TO DO >>
Each of the entries below should be written out exactly as it reads.

== DATA EXTRACT

//! Assertions for test bodies
//!
//! `expect(actual).to_be(expected)` returns `Result<(), TestError>`, so an
//! assertion is the last expression of a body or is propagated with `?`.

use std::borrow::Borrow;
use std::fmt::Debug;

use otter_test_mock::{MockFn, Thrown, Value};
use serde::Serialize;

use crate::error::TestError;

/// Start an assertion about `actual`.
pub fn expect<T>(actual: T) -> Expect<T> {
    Expect {
        actual,
        negated: false,
    }
}

/// A pending assertion.
#[must_use = "an expectation does nothing until a matcher is called"]
pub struct Expect<T> {
    actual: T,
    negated: bool,
}

impl<T> Expect<T> {
    /// Invert the next matcher.
    pub fn not(mut self) -> Self {
        self.negated = !self.negated;
        self
    }

    fn verdict(
        &self,
        pass: bool,
        matcher: &str,
        expected: Option<String>,
        actual: String,
    ) -> Result<(), TestError> {
        if pass != self.negated {
            return Ok(());
        }
        let not = if self.negated { "not " } else { "" };
        let message = match &expected {
            Some(expected) => format!("expected {actual} {not}{matcher} {expected}"),
            None => format!("expected {actual} {not}{matcher}"),
        };
        Err(TestError::Assertion {
            message,
            expected,
            actual: Some(actual),
        })
    }
}

impl<T: PartialEq + Debug> Expect<T> {
    /// Strict equality.
    pub fn to_be(self, expected: T) -> Result<(), TestError> {
        let pass = self.actual == expected;
        self.verdict(pass, "to be", Some(format!("{expected:?}")), format!("{:?}", self.actual))
    }
}

impl<T: Serialize> Expect<T> {
    /// Structural equality through the values' serialized form.
    pub fn to_equal<U: Serialize>(self, expected: &U) -> Result<(), TestError> {
        let actual = serde_json::to_value(&self.actual)
            .map_err(|e| TestError::assertion(format!("cannot compare actual value: {e}")))?;
        let expected = serde_json::to_value(expected)
            .map_err(|e| TestError::assertion(format!("cannot compare expected value: {e}")))?;
        let pass = actual == expected;
        self.verdict(pass, "to deeply equal", Some(expected.to_string()), actual.to_string())
    }
}

impl Expect<Value> {
    pub fn to_be_truthy(self) -> Result<(), TestError> {
        let pass = self.actual.truthy();
        self.verdict(pass, "to be truthy", None, self.actual.to_string())
    }

    pub fn to_be_falsy(self) -> Result<(), TestError> {
        let pass = !self.actual.truthy();
        self.verdict(pass, "to be falsy", None, self.actual.to_string())
    }

    pub fn to_be_undefined(self) -> Result<(), TestError> {
        let pass = self.actual.is_undefined();
        self.verdict(pass, "to be undefined", None, self.actual.to_string())
    }
}

impl<S: AsRef<str>> Expect<S> {
    pub fn to_contain(self, needle: &str) -> Result<(), TestError> {
        let haystack = self.actual.as_ref();
        let pass = haystack.contains(needle);
        self.verdict(pass, "to contain", Some(format!("{needle:?}")), format!("{haystack:?}"))
    }
}

impl<M: Borrow<MockFn>> Expect<M> {
    fn mock(&self) -> &MockFn {
        self.actual.borrow()
    }

    fn describe(&self) -> String {
        format!("\"{}\"", self.mock().name())
    }

    pub fn to_have_been_called(self) -> Result<(), TestError> {
        let pass = self.mock().was_called();
        self.verdict(pass, "to be called at least once", None, self.describe())
    }

    pub fn to_have_been_called_times(self, times: usize) -> Result<(), TestError> {
        let calls = self.mock().call_count();
        let pass = calls == times;
        self.verdict(
            pass,
            "to be called",
            Some(format!("{times} times, but got {calls} times")),
            self.describe(),
        )
    }

    pub fn to_have_been_called_with(self, args: &[Value]) -> Result<(), TestError> {
        let pass = self.mock().was_called_with(args);
        self.verdict(pass, "to be called with arguments", Some(format_args(args)), self.describe())
    }

    pub fn to_have_been_last_called_with(self, args: &[Value]) -> Result<(), TestError> {
        let pass = self
            .mock()
            .last_call_args()
            .is_some_and(|last| last.as_slice() == args);
        self.verdict(pass, "to be last called with", Some(format_args(args)), self.describe())
    }
}

impl<F, R> Expect<F>
where
    F: FnOnce() -> Result<R, Thrown>,
{
    /// The closure throws, and when `fragment` is given, the message contains it.
    pub fn to_throw(self, fragment: Option<&str>) -> Result<(), TestError> {
        let negated = self.negated;
        let outcome = (self.actual)();
        let (pass, actual) = match &outcome {
            Ok(_) => (false, "function".to_string()),
            Err(thrown) => (
                fragment.is_none_or(|f| thrown.message.contains(f)),
                format!("function that threw {thrown}"),
            ),
        };
        let matcher = Expect {
            actual: (),
            negated,
        };
        matcher.verdict(pass, "to throw", fragment.map(|f| format!("{f:?}")), actual)
    }
}

fn format_args(args: &[Value]) -> String {
    let parts: Vec<String> = args.iter().map(Value::to_string).collect();
    format!("[{}]", parts.join(", "))
}

#[cfg(test)]
mod tests {
    use super::*;

    #[test]
    fn test_to_be() {
        assert!(expect(1 + 1).to_be(2).is_ok());
        let err = expect(1).to_be(2).unwrap_err();
        assert_eq!(err.to_string(), "expected 1 to be 2");
        assert!(expect("a").not().to_be("b").is_ok());
        assert_eq!(expect(3).not().to_be(3).unwrap_err().to_string(), "expected 3 not to be 3");
    }

    #[test]
    fn test_to_equal_is_structural() {
        #[derive(Serialize)]
        struct Point {
            x: i32,
            y: i32,
        }
        assert!(expect(Point { x: 1, y: 2 }).to_equal(&serde_json::json!({"x": 1, "y": 2})).is_ok());
        assert!(expect(vec![1, 2]).to_equal(&vec![2, 1]).is_err());
    }

    #[test]
    fn test_value_matchers() {
        assert!(expect(Value::from(1)).to_be_truthy().is_ok());
        assert!(expect(Value::from("")).to_be_falsy().is_ok());
        assert!(expect(Value::Undefined).to_be_undefined().is_ok());
        assert!(expect(Value::Null).to_be_undefined().is_err());
    }

    #[test]
    fn test_mock_matchers() {
        let mock = MockFn::with_name("send");
        assert!(expect(&mock).not().to_have_been_called().is_ok());
        mock.call(&[Value::from(1)]).unwrap();
        mock.call(&[Value::from("x")]).unwrap();

        assert!(expect(&mock).to_have_been_called().is_ok());
        assert!(expect(&mock).to_have_been_called_times(2).is_ok());
        assert!(expect(&mock).to_have_been_called_with(&[Value::from(1)]).is_ok());
        assert!(expect(&mock).to_have_been_last_called_with(&[Value::from("x")]).is_ok());

        let err = expect(&mock).to_have_been_called_times(1).unwrap_err();
        assert_eq!(
            err.to_string(),
            "expected \"send\" to be called 1 times, but got 2 times"
        );
    }

    #[test]
    fn test_to_throw() {
        assert!(expect(|| Err::<(), _>(Thrown::error("boom"))).to_throw(Some("boom")).is_ok());
        assert!(expect(|| Ok::<_, Thrown>(1)).to_throw(None).is_err());
        assert!(expect(|| Ok::<_, Thrown>(1)).not().to_throw(None).is_ok());
    }

    #[test]
    fn test_to_contain() {
        assert!(expect("hello world").to_contain("world").is_ok());
        assert!(expect(String::from("hello")).to_contain("bye").is_err());
    }
}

====

EXERCISE ANSWER >>
//! Assertions for test bodies
//!
//! `expect(actual).to_be(expected)` returns `Result<(), TestError>`, so an
//! assertion is the last expression of a body or is propagated with `?`.

use std::borrow::Borrow;
use std::fmt::Debug;

use otter_test_mock::{MockFn, Thrown, Value};
use serde::Serialize;

use crate::error::TestError;

/// Start an assertion about `actual`.
pub fn expect<T>(actual: T) -> Expect<T> {
    Expect {
        actual,
        negated: false,
    }
}

/// A pending assertion.
#[must_use = "an expectation does nothing until a matcher is called"]
pub struct Expect<T> {
    actual: T,
    negated: bool,
}

impl<T> Expect<T> {
    /// Invert the next matcher.
    pub fn not(mut self) -> Self {
        self.negated = !self.negated;
        self
    }

    fn verdict(
        &self,
        pass: bool,
        matcher: &str,
        expected: Option<String>,
        actual: String,
    ) -> Result<(), TestError> {
        if pass != self.negated {
            return Ok(());
        }
        let not = if self.negated { "not " } else { "" };
        let message = match &expected {
            Some(expected) => format!("expected {actual} {not}{matcher} {expected}"),
            None => format!("expected {actual} {not}{matcher}"),
        };
        Err(TestError::Assertion {
            message,
            expected,
            actual: Some(actual),
        })
    }
}

impl<T: PartialEq + Debug> Expect<T> {
    /// Strict equality.
    pub fn to_be(self, expected: T) -> Result<(), TestError> {
        let pass = self.actual == expected;
        self.verdict(pass, "to be", Some(format!("{expected:?}")), format!("{:?}", self.actual))
    }
}

impl<T: Serialize> Expect<T> {
    /// Structural equality through the values' serialized form.
    pub fn to_equal<U: Serialize>(self, expected: &U) -> Result<(), TestError> {
        let actual = serde_json::to_value(&self.actual)
            .map_err(|e| TestError::assertion(format!("cannot compare actual value: {e}")))?;
        let expected = serde_json::to_value(expected)
            .map_err(|e| TestError::assertion(format!("cannot compare expected value: {e}")))?;
        let pass = actual == expected;
        self.verdict(pass, "to deeply equal", Some(expected.to_string()), actual.to_string())
    }
}

impl Expect<Value> {
    pub fn to_be_truthy(self) -> Result<(), TestError> {
        let pass = self.actual.truthy();
        self.verdict(pass, "to be truthy", None, self.actual.to_string())
    }

    pub fn to_be_falsy(self) -> Result<(), TestError> {
        let pass = !self.actual.truthy();
        self.verdict(pass, "to be falsy", None, self.actual.to_string())
    }

    pub fn to_be_undefined(self) -> Result<(), TestError> {
        let pass = self.actual.is_undefined();
        self.verdict(pass, "to be undefined", None, self.actual.to_string())
    }
}

impl<S: AsRef<str>> Expect<S> {
    pub fn to_contain(self, needle: &str) -> Result<(), TestError> {
        let haystack = self.actual.as_ref();
        let pass = haystack.contains(needle);
        self.verdict(pass, "to contain", Some(format!("{needle:?}")), format!("{haystack:?}"))
    }
}

impl<M: Borrow<MockFn>> Expect<M> {
    fn mock(&self) -> &MockFn {
        self.actual.borrow()
    }

    fn describe(&self) -> String {
        format!("\"{}\"", self.mock().name())
    }

    pub fn to_have_been_called(self) -> Result<(), TestError> {
        let pass = self.mock().was_called();
        self.verdict(pass, "to be called at least once", None, self.describe())
    }

    pub fn to_have_been_called_times(self, times: usize) -> Result<(), TestError> {
        let calls = self.mock().call_count();
        let pass = calls == times;
        self.verdict(
            pass,
            "to be called",
            Some(format!("{times} times, but got {calls} times")),
            self.describe(),
        )
    }

    pub fn to_have_been_called_with(self, args: &[Value]) -> Result<(), TestError> {
        let pass = self.mock().was_called_with(args);
        self.verdict(pass, "to be called with arguments", Some(format_args(args)), self.describe())
    }

    pub fn to_have_been_last_called_with(self, args: &[Value]) -> Result<(), TestError> {
        let pass = self
            .mock()
            .last_call_args()
            .is_some_and(|last| last.as_slice() == args);
        self.verdict(pass, "to be last called with", Some(format_args(args)), self.describe())
    }
}

impl<F, R> Expect<F>
where
    F: FnOnce() -> Result<R, Thrown>,
{
    /// The closure throws, and when `fragment` is given, the message contains it.
    pub fn to_throw(self, fragment: Option<&str>) -> Result<(), TestError> {
        let negated = self.negated;
        let outcome = (self.actual)();
        let (pass, actual) = match &outcome {
            Ok(_) => (false, "function".to_string()),
            Err(thrown) => (
                fragment.is_none_or(|f| thrown.message.contains(f)),
                format!("function that threw {thrown}"),
            ),
        };
        let matcher = Expect {
            actual: (),
            negated,
        };
        matcher.verdict(pass, "to throw", fragment.map(|f| format!("{f:?}")), actual)
    }
}

fn format_args(args: &[Value]) -> String {
    let parts: Vec<String> = args.iter().map(Value::to_string).collect();
    format!("[{}]", parts.join(", "))
}

#[cfg(test)]
mod tests {
    use super::*;

    #[test]
    fn test_to_be() {
        assert!(expect(1 + 1).to_be(2).is_ok());
        let err = expect(1).to_be(2).unwrap_err();
        assert_eq!(err.to_string(), "expected 1 to be 2");
        assert!(expect("a").not().to_be("b").is_ok());
        assert_eq!(expect(3).not().to_be(3).unwrap_err().to_string(), "expected 3 not to be 3");
    }

    #[test]
    fn test_to_equal_is_structural() {
        #[derive(Serialize)]
        struct Point {
            x: i32,
            y: i32,
        }
        assert!(expect(Point { x: 1, y: 2 }).to_equal(&serde_json::json!({"x": 1, "y": 2})).is_ok());
        assert!(expect(vec![1, 2]).to_equal(&vec![2, 1]).is_err());
    }

    #[test]
    fn test_value_matchers() {
        assert!(expect(Value::from(1)).to_be_truthy().is_ok());
        assert!(expect(Value::from("")).to_be_falsy().is_ok());
        assert!(expect(Value::Undefined).to_be_undefined().is_ok());
        assert!(expect(Value::Null).to_be_undefined().is_err());
    }

    #[test]
    fn test_mock_matchers() {
        let mock = MockFn::with_name("send");
        assert!(expect(&mock).not().to_have_been_called().is_ok());
        mock.call(&[Value::from(1)]).unwrap();
        mock.call(&[Value::from("x")]).unwrap();

        assert!(expect(&mock).to_have_been_called().is_ok());
        assert!(expect(&mock).to_have_been_called_times(2).is_ok());
        assert!(expect(&mock).to_have_been_called_with(&[Value::from(1)]).is_ok());
        assert!(expect(&mock).to_have_been_last_called_with(&[Value::from("x")]).is_ok());

        let err = expect(&mock).to_have_been_called_times(1).unwrap_err();
        assert_eq!(
            err.to_string(),
            "expected \"send\" to be called 1 times, but got 2 times"
        );
    }

    #[test]
    fn test_to_throw() {
        assert!(expect(|| Err::<(), _>(Thrown::error("boom"))).to_throw(Some("boom")).is_ok());
        assert!(expect(|| Ok::<_, Thrown>(1)).to_throw(None).is_err());
        assert!(expect(|| Ok::<_, Thrown>(1)).not().to_throw(None).is_ok());
    }

    #[test]
    fn test_to_contain() {
        assert!(expect("hello world").to_contain("world").is_ok());
        assert!(expect(String::from("hello")).to_contain("bye").is_err());
    }
}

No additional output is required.